Ajaib, Dua Belas Pasang Iga Patah dapat Bertaut Kembali!

___________PUBLIKASI KISAH (Kesaksian Cinta Kasih Allah)______________
                      Edisi 159, 1 Februari 2010

PENGANTAR

  Shalom,

  Setiap peristiwa yang terjadi dalam kehidupan kita tidak ada yang
  terjadi secara kebetulan. Semua sudah diatur oleh Tuhan. Namun,
  terkadang kita salah paham dan menyalahkan Tuhan atas setiap
  peristiwa buruk yang terjadi. Kita perlu mengerti bahwa Allah turut
  bekerja dalam setiap kesulitan maupun pergumulan yang dihadapi oleh
  setiap anak-anak-Nya. Melalui kesaksian berikut ini, kiranya iman
  kita bisa semakin dikuatkan dan kita menjadi orang Kristen yang
  tidak cepat putus asa dan menyalahkan Tuhan, melainkan menjadi
  pribadi yang lebih dewasa di dalam Kristus.

  Redaksi tamu KISAH,
  Desi Rianto
  http://kekal.sabda.org/
  http://fb.sabda.org/kisah
______________________________________________________________________
KESAKSIAN

       AJAIB, DUA BELAS PASANG IGA PATAH DAPAT BERTAUT KEMBALI!

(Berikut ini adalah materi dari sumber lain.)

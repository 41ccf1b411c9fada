//! Fixed-length normalized feature vector.

use serde::{Deserialize, Serialize};

use crate::constants::FEATURE_COUNT;

/// Named slots of a [`FeatureVector`], in wire order.
#[derive(Debug, Clone, Copy, PartialEq, Eq, Hash, Serialize, Deserialize)]
#[serde(rename_all = "snake_case")]
pub enum FeatureSlot {
    ScrollVelocity = 0,
    ClickFrequency = 1,
    PointerMovement = 2,
    DwellTime = 3,
    InteractionDiversity = 4,
    Engagement = 5,
    NavigationPattern = 6,
    AttentionSpan = 7,
    DeviceUsage = 8,
    TimeOfDay = 9,
    PerformanceContext = 10,
    NetworkCondition = 11,
    DeviceCapability = 12,
    Exploration = 13,
    Seasonality = 14,
}

impl FeatureSlot {
    pub const ALL: [FeatureSlot; FEATURE_COUNT] = [
        Self::ScrollVelocity,
        Self::ClickFrequency,
        Self::PointerMovement,
        Self::DwellTime,
        Self::InteractionDiversity,
        Self::Engagement,
        Self::NavigationPattern,
        Self::AttentionSpan,
        Self::DeviceUsage,
        Self::TimeOfDay,
        Self::PerformanceContext,
        Self::NetworkCondition,
        Self::DeviceCapability,
        Self::Exploration,
        Self::Seasonality,
    ];

    pub fn index(self) -> usize {
        self as usize
    }
}

/// Ordered sequence of [`FEATURE_COUNT`] floats, each in `[0, 1]`.
///
/// Only constructible through clamping, so the range invariant always holds.
#[derive(Debug, Clone, Copy, PartialEq, Serialize, Deserialize)]
pub struct FeatureVector([f64; FEATURE_COUNT]);

impl FeatureVector {
    /// Build a vector, clamping every value into `[0, 1]`. Non-finite values become 0.
    pub fn from_raw(values: [f64; FEATURE_COUNT]) -> Self {
        Self(values.map(clamp_unit))
    }

    /// All-zero vector.
    pub fn zeros() -> Self {
        Self([0.0; FEATURE_COUNT])
    }

    pub fn get(&self, slot: FeatureSlot) -> f64 {
        self.0[slot.index()]
    }

    pub fn as_slice(&self) -> &[f64] {
        &self.0
    }

    pub fn to_array(self) -> [f64; FEATURE_COUNT] {
        self.0
    }

    pub fn len(&self) -> usize {
        FEATURE_COUNT
    }

    pub fn is_empty(&self) -> bool {
        false
    }
}

impl Default for FeatureVector {
    fn default() -> Self {
        Self::zeros()
    }
}

/// Clamp into `[0, 1]`. Positive infinity saturates to 1; NaN maps to 0.
pub fn clamp_unit(value: f64) -> f64 {
    if value.is_nan() {
        0.0
    } else {
        value.clamp(0.0, 1.0)
    }
}
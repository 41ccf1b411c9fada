use foresight_capture::RingBuffer;
use proptest::prelude::*;

proptest! {
    #[test]
    fn buffer_never_exceeds_capacity(capacity in 1usize..64, pushes in 0usize..300) {
        let mut buffer = RingBuffer::with_capacity(capacity);
        for i in 0..pushes {
            buffer.push(i);
            prop_assert!(buffer.len() <= capacity);
        }
        prop_assert_eq!(buffer.len(), pushes.min(capacity));
    }

    #[test]
    fn buffer_keeps_most_recent_in_order(capacity in 1usize..64, pushes in 1usize..300) {
        let mut buffer = RingBuffer::with_capacity(capacity);
        for i in 0..pushes {
            buffer.push(i);
        }
        let kept: Vec<usize> = buffer.iter().copied().collect();
        let expected: Vec<usize> = (pushes.saturating_sub(capacity)..pushes).collect();
        prop_assert_eq!(kept, expected);
    }

    #[test]
    fn overflow_by_one_drops_only_the_oldest(capacity in 1usize..64) {
        let mut buffer = RingBuffer::with_capacity(capacity);
        for i in 0..capacity {
            prop_assert!(buffer.push(i).is_none());
        }
        prop_assert_eq!(buffer.push(capacity), Some(0));
        prop_assert_eq!(buffer.len(), capacity);
    }
}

  Pukul 05.15 WIB, 6 November 1999, saya (Yeyen), suami saya (Achin),
  dan anak bungsu kami (Vincent), hendak ke Gambir. Waktu itu kami
  berencana bertemu ibu saya di Bandung sebab ia sakit kanker payudara
  dan akan dibawa ke sinshe. Baru saja kami keluar dari gang, tepatnya
  di jalan arteri Palmerah, Jakarta Barat, sebuah mobil boks dari arah
  belakang tiba-tiba menyambar tubuh saya. Saya pun terjatuh ke arah
  trotoar dan kaki saya terlindas ban mobil.

  "Minggir!" saya berteriak mencoba mengingatkan suami saya yang
  berjalan di depan. Namun karena kurang cepat bergerak, bress...!
  mobil yang sama menghantam muka suami saya sampai dia terjatuh.
  Sungguh mengerikan, suami saya jatuh ke arah jalan sehingga badannya
  masuk di bawah kolong mobil dan, kress...!, ban belakang mobil itu
  menggilas tubuhnya. Saya melihat dengan mata kepala sendiri ketika
  ban mobil itu menggilas dadanya dan menyeretnya sejauh kurang lebih
  1 meter. Melihat kondisinya yang sangat parah, membuat saya lupa
  pada sakit saya sendiri. Spontan saya berteriak, "Tuhan Yesus,
  tolong! Tuhan Yesus, tolong!"

  Mobil langsung lari tidak terkejar lagi. Saya hanya bisa jongkok di
  pinggir jalan sambil memangku suami. Karena lukanya sangat parah,
  tiba-tiba terlintas di benak saya, jangan-jangan suami saya umurnya
  tidak akan lama lagi. Karena pemikiran ini, saya seolah dituntun
  untuk mengatakan padanya demikian, "Kamu harus bertobat, minta
  ampun." Kata-kata ini saya sampaikan karena saya tahu, meski suami
  saya sudah Kristen dan dibaptis setelah 14 tahun kami menikah, namun
  ia jarang sekali ke gereja. Kalau saya ajak ke gereja, ia biasanya
  marah-marah bahkan mengajak bertengkar. "Pokoknya kamu harus minta
  ampun," kata saya berulang-ulang.

  Tidak lama kemudian, taksi datang. Saya menyuruh anak saya, Vincent,
  untuk pulang. Di dalam taksi, kami ditemani oleh seorang tetangga.
  Sepanjang perjalanan, saya hanya bisa bernyanyi dan berdoa. Selain
  itu, saya terus meminta suami saya untuk bertobat, minta ampun pada
  Tuhan. Mendengar anjuran saya, ia memberikan respons. Dia berkata
  lirih, "Tuhan Yesus, ampuni saya." Saya pun menimpali, "Jangan
  berhenti panggil nama Yesus. Bilang, `Darah Yesus tolong saya!`"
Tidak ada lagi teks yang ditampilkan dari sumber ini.